Instructions for the task:
Reproduce only the stretch of entries below that begins at the first line and ends at the line holding "fn from(value: bool)".

╔══

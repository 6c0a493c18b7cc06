//! Query parameters, named-query registry, and placeholder binding.
//!
//! Queries are parameterized either positionally (`$1..$n`, bound in order)
//! or by name (`:name` placeholders). The SQL layer only understands
//! positional parameters, so named arguments are lowered to positional form
//! before execution. Binding failures are fatal and never retried.

use std::collections::HashMap;

use chrono::{DateTime, Utc};
use serde_json::Value as JsonValue;
use uuid::Uuid;

use super::r#trait::RepositoryError;

/// A bindable query parameter value.
///
/// Closed set of primitives the SQL layer knows how to bind; anything
/// richer goes through [`ParamValue::Json`].
#[derive(Debug, Clone, PartialEq)]
pub enum ParamValue {
    /// SQL NULL. Binds as a text-typed NULL; cast the placeholder in the
    /// query (`:arg::uuid`) when the column type matters.
    Null,
    Bool(bool),
    Int(i64),
    Float(f64),
    Text(String),
    Uuid(Uuid),
    Timestamp(DateTime<Utc>),
    Json(JsonValue),
}

impl From<bool> for ParamValue {
    fn from(value: bool) -> Self {
        Self::Bool(value)
    }
}

impl From<i32> for ParamValue {
    fn from(value: i32) -> Self {
        Self::Int(value.into())
    }
}

impl From<i64> for ParamValue {
    fn from(value: i64) -> Self {
        Self::Int(value)
    }
}

impl From<f64> for ParamValue {
    fn from(value: f64) -> Self {
        Self::Float(value)
    }
}

impl From<&str> for ParamValue {
    fn from(value: &str) -> Self {
        Self::Text(value.to_string())
    }
}

impl From<String> for ParamValue {
    fn from(value: String) -> Self {
        Self::Text(value)
    }
}

impl From<Uuid> for ParamValue {
    fn from(value: Uuid) -> Self {
        Self::Uuid(value)
    }
}

impl From<DateTime<Utc>> for ParamValue {
    fn from(value: DateTime<Utc>) -> Self {
        Self::Timestamp(value)
    }
}

impl From<JsonValue> for ParamValue {
    fn from(value: JsonValue) -> Self {
        Self::Json(value)
    }
}

impl<V> From<Option<V>> for ParamValue
where
    V: Into<ParamValue>,
{
    fn from(value: Option<V>) -> Self {
        value.map(Into::into).unwrap_or(Self::Null)
    }
}

/// Arguments for a parameterized query.
#[derive(Debug, Clone)]
pub enum QueryArgs {
    /// Bound to `$1..$n` in order.
    Positional(Vec<ParamValue>),
    /// Bound to `:name` placeholders.
    Named(Vec<(String, ParamValue)>),
}

impl QueryArgs {
    /// No arguments.
    pub fn none() -> Self {
        Self::Positional(Vec::new())
    }

    pub fn positional<I>(values: I) -> Self
    where
        I: IntoIterator,
        I::Item: Into<ParamValue>,
    {
        Self::Positional(values.into_iter().map(Into::into).collect())
    }

    pub fn named<I, N, V>(pairs: I) -> Self
    where
        I: IntoIterator<Item = (N, V)>,
        N: Into<String>,
        V: Into<ParamValue>,
    {
        Self::Named(
            pairs
                .into_iter()
                .map(|(name, value)| (name.into(), value.into()))
                .collect(),
        )
    }

    /// Lower the arguments against `sql` into positional form.
    pub(crate) fn lower(self, sql: &str) -> Result<(String, Vec<ParamValue>), RepositoryError> {
        match self {
            Self::Positional(values) => Ok((sql.to_string(), values)),
            Self::Named(pairs) => expand_named(sql, pairs),
        }
    }
}

/// Rewrite `:name` placeholders in `sql` to `$n` and order the argument
/// values accordingly.
///
/// Skips string literals and `::` casts. Repeated placeholders share one
/// position. A placeholder with no argument, an argument matching no
/// placeholder, and a duplicated argument name are all binding errors.
fn expand_named(
    sql: &str,
    args: Vec<(String, ParamValue)>,
) -> Result<(String, Vec<ParamValue>), RepositoryError> {
    let mut values: HashMap<String, ParamValue> = HashMap::with_capacity(args.len());
    for (name, value) in args {
        if values.insert(name.clone(), value).is_some() {
            return Err(RepositoryError::Binding(format!(
                "duplicate argument :{name}"
            )));
        }
    }

    let mut out = String::with_capacity(sql.len());
    let mut order: Vec<String> = Vec::new();
    let mut positions: HashMap<String, usize> = HashMap::new();
    let mut in_literal = false;

    let mut chars = sql.chars().peekable();
    while let Some(c) = chars.next() {
        if in_literal {
            out.push(c);
            if c == '\'' {
                in_literal = false;
            }
            continue;
        }

        match c {
            '\'' => {
                in_literal = true;
                out.push(c);
            }
            ':' => match chars.peek().copied() {
                // `::` is a cast, not a placeholder.
                Some(':') => {
                    out.push_str("::");
                    chars.next();
                }
                Some(d) if d.is_ascii_alphabetic() || d == '_' => {
                    let mut name = String::new();
                    while let Some(d) = chars.peek().copied() {
                        if d.is_ascii_alphanumeric() || d == '_' {
                            name.push(d);
                            chars.next();
                        } else {
                            break;
                        }
                    }

                    if !values.contains_key(&name) {
                        return Err(RepositoryError::Binding(format!(
                            "no argument for placeholder :{name}"
                        )));
                    }
                    let position = *positions.entry(name.clone()).or_insert_with(|| {
                        order.push(name.clone());
                        order.len()
                    });
                    out.push('$');
                    out.push_str(&position.to_string());
                }
                _ => out.push(':'),
            },
            _ => out.push(c),
        }
    }

    for name in values.keys() {
        if !positions.contains_key(name) {
            return Err(RepositoryError::Binding(format!(
                "argument :{name} matches no placeholder"
            )));
        }
    }

    let ordered = order
        .into_iter()
        .map(|name| values[&name].clone())
        .collect();
    Ok((out, ordered))
}

/// Immutable registry of named queries (name → SQL text).
///
/// Built once at startup and shared (`Arc`) across repositories. This is
/// the "precompiled, named parameterized query definition executed by name"
/// — the text is fixed at registration, only the arguments vary per call.
#[derive(Debug, Clone, Default)]
pub struct NamedQueries {
    queries: HashMap<String, String>,
}

impl NamedQueries {
    pub fn new() -> Self {
        Self::default()
    }

    /// Register `sql` under `name`. Last definition wins.
    pub fn define(mut self, name: impl Into<String>, sql: impl Into<String>) -> Self {
        self.queries.insert(name.into(), sql.into());
        self
    }

    pub fn get(&self, name: &str) -> Option<&str> {
        self.queries.get(name).map(String::as_str)
    }

    pub fn len(&self) -> usize {
        self.queries.len()
    }

    pub fn is_empty(&self) -> bool {
        self.queries.is_empty()
    }

    pub(crate) fn resolve(&self, name: &str) -> Result<&str, RepositoryError> {
        self.get(name)
            .ok_or_else(|| RepositoryError::Binding(format!("unknown named query '{name}'")))
    }
}

#[cfg(test)]
mod tests {
    use super::*;

    #[test]
    fn positional_args_pass_through_untouched() {
        let args = QueryArgs::positional([ParamValue::from(1), ParamValue::from("x")]);
        let (sql, values) = args.lower("SELECT * FROM cars WHERE a = $1 AND b = $2").unwrap();

        assert_eq!(sql, "SELECT * FROM cars WHERE a = $1 AND b = $2");
        assert_eq!(values, vec![ParamValue::Int(1), ParamValue::Text("x".into())]);
    }

    #[test]
    fn named_placeholders_lower_to_positions_in_placeholder_order() {
        let args = QueryArgs::named([("name", ParamValue::from("volvo")), ("year", 1999.into())]);
        let (sql, values) = args
            .lower("SELECT * FROM cars WHERE year > :year AND name = :name")
            .unwrap();

        assert_eq!(sql, "SELECT * FROM cars WHERE year > $1 AND name = $2");
        assert_eq!(
            values,
            vec![ParamValue::Int(1999), ParamValue::Text("volvo".into())]
        );
    }

    #[test]
    fn repeated_placeholder_shares_one_position() {
        let args = QueryArgs::named([("name", ParamValue::from("volvo"))]);
        let (sql, values) = args
            .lower("SELECT * FROM cars WHERE name = :name OR alias = :name")
            .unwrap();

        assert_eq!(sql, "SELECT * FROM cars WHERE name = $1 OR alias = $1");
        assert_eq!(values.len(), 1);
    }

    #[test]
    fn casts_are_not_placeholders() {
        let args = QueryArgs::named([("id", ParamValue::from("7"))]);
        let (sql, _) = args
            .lower("SELECT * FROM cars WHERE id = :id::uuid")
            .unwrap();

        assert_eq!(sql, "SELECT * FROM cars WHERE id = $1::uuid");
    }

    #[test]
    fn string_literals_are_left_alone() {
        let args = QueryArgs::named([("name", ParamValue::from("volvo"))]);
        let (sql, _) = args
            .lower("SELECT * FROM cars WHERE tag = ':notaparam' AND name = :name")
            .unwrap();

        assert_eq!(sql, "SELECT * FROM cars WHERE tag = ':notaparam' AND name = $1");
    }

    #[test]
    fn placeholder_without_argument_is_a_binding_error() {
        let args = QueryArgs::named([("name", ParamValue::from("volvo"))]);
        let err = args
            .lower("SELECT * FROM cars WHERE name = :name AND year = :year")
            .unwrap_err();

        assert!(matches!(err, RepositoryError::Binding(_)));
        assert!(err.to_string().contains(":year"));
    }

    #[test]
    fn argument_without_placeholder_is_a_binding_error() {
        let args = QueryArgs::named([("name", ParamValue::from("volvo")), ("year", 1999.into())]);
        let err = args.lower("SELECT * FROM cars WHERE name = :name").unwrap_err();

        assert!(matches!(err, RepositoryError::Binding(_)));
        assert!(err.to_string().contains(":year"));
    }

    #[test]
    fn duplicate_argument_name_is_a_binding_error() {
        let args = QueryArgs::Named(vec![
            ("name".to_string(), ParamValue::from("a")),
            ("name".to_string(), ParamValue::from("b")),
        ]);
        let err = args.lower("SELECT * FROM cars WHERE name = :name").unwrap_err();

        assert!(matches!(err, RepositoryError::Binding(_)));
    }

    #[test]
    fn option_converts_to_null_or_value() {
        assert_eq!(ParamValue::from(None::<i64>), ParamValue::Null);
        assert_eq!(ParamValue::from(Some(3i64)), ParamValue::Int(3));
    }

    #[test]
    fn registry_resolves_defined_queries() {
        let queries = NamedQueries::new()
            .define("Car.findByName", "SELECT * FROM cars WHERE name = :name")
            .define("Car.findAll", "SELECT * FROM cars");

        assert_eq!(queries.len(), 2);
        assert_eq!(queries.get("Car.findAll"), Some("SELECT * FROM cars"));
        assert!(queries.resolve("Car.findAll").is_ok());

        let err = queries.resolve("Car.missing").unwrap_err();
        assert!(matches!(err, RepositoryError::Binding(_)));
        assert!(err.to_string().contains("Car.missing"));
    }
}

╚══

Output of the exercise:
repository 6c0a493c18b7cc06
//! Query parameters, named-query registry, and placeholder binding.
//!
//! Queries are parameterized either positionally (`$1..$n`, bound in order)
//! or by name (`:name` placeholders). The SQL layer only understands
//! positional parameters, so named arguments are lowered to positional form
//! before execution. Binding failures are fatal and never retried.

use std::collections::HashMap;

use chrono::{DateTime, Utc};
use serde_json::Value as JsonValue;
use uuid::Uuid;

use super::r#trait::RepositoryError;

/// A bindable query parameter value.
///
/// Closed set of primitives the SQL layer knows how to bind; anything
/// richer goes through [`ParamValue::Json`].
#[derive(Debug, Clone, PartialEq)]
pub enum ParamValue {
    /// SQL NULL. Binds as a text-typed NULL; cast the placeholder in the
    /// query (`:arg::uuid`) when the column type matters.
    Null,
    Bool(bool),
    Int(i64),
    Float(f64),
    Text(String),
    Uuid(Uuid),
    Timestamp(DateTime<Utc>),
    Json(JsonValue),
}

impl From<bool> for ParamValue {
    fn from(value: bool) -> Self {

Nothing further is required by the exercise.